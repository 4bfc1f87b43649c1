//! Wire opcodes and authentication types.

/// One-byte opcode that starts every HostConnect frame.
#[derive(Debug, Clone, Copy, PartialEq, Eq, Hash)]
#[repr(u8)]
pub enum Command {
    /// Server opens the handshake with it; the host answers with it.
    Authenticate = 0,
    /// Zero-payload liveness frame, either direction.
    KeepAlive = 1,
    /// Host → server: 4-byte length + opaque status payload.
    HostStatus = 2,
    /// Server → host: ask the host to open a proxied web socket.
    WebSocketConnectionRequest = 3,
    /// Server → host: the previous opcode was not understood.
    ErrorCommandCodeUnknown = 255,
}

impl Command {
    /// Wire value.
    #[inline]
    pub fn as_byte(self) -> u8 {
        self as u8
    }

    /// Decode a wire value; `None` for opcodes this server does not know.
    pub fn from_byte(byte: u8) -> Option<Self> {
        match byte {
            0 => Some(Command::Authenticate),
            1 => Some(Command::KeepAlive),
            2 => Some(Command::HostStatus),
            3 => Some(Command::WebSocketConnectionRequest),
            255 => Some(Command::ErrorCommandCodeUnknown),
            _ => None,
        }
    }
}

/// How a host proves its identity during the handshake.
#[derive(Debug, Clone, Copy, PartialEq, Eq)]
pub enum AuthenticationType {
    /// Installed host with a long-lived key pair. Must sign the challenge.
    PermanentHost,
    /// Short-lived host session. No signature required.
    TemporaryHost,
    /// Any value this server does not recognise. Treated as non-permanent.
    Unrecognized(u8),
}

impl AuthenticationType {
    pub fn from_byte(byte: u8) -> Self {
        match byte {
            0 => AuthenticationType::PermanentHost,
            1 => AuthenticationType::TemporaryHost,
            other => AuthenticationType::Unrecognized(other),
        }
    }

    pub fn as_byte(self) -> u8 {
        match self {
            AuthenticationType::PermanentHost => 0,
            AuthenticationType::TemporaryHost => 1,
            AuthenticationType::Unrecognized(other) => other,
        }
    }

    /// Whether the signature and public key are mandatory and checked.
    #[inline]
    pub fn requires_signature(self) -> bool {
        self == AuthenticationType::PermanentHost
    }
}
━━━━━━━━━━━━━━━━
» Directions:
Copy every line from the records that holds the string "payload".

» Written response:
    /// Zero-payload liveness frame, either direction.
    /// Host → server: 4-byte length + opaque status payload.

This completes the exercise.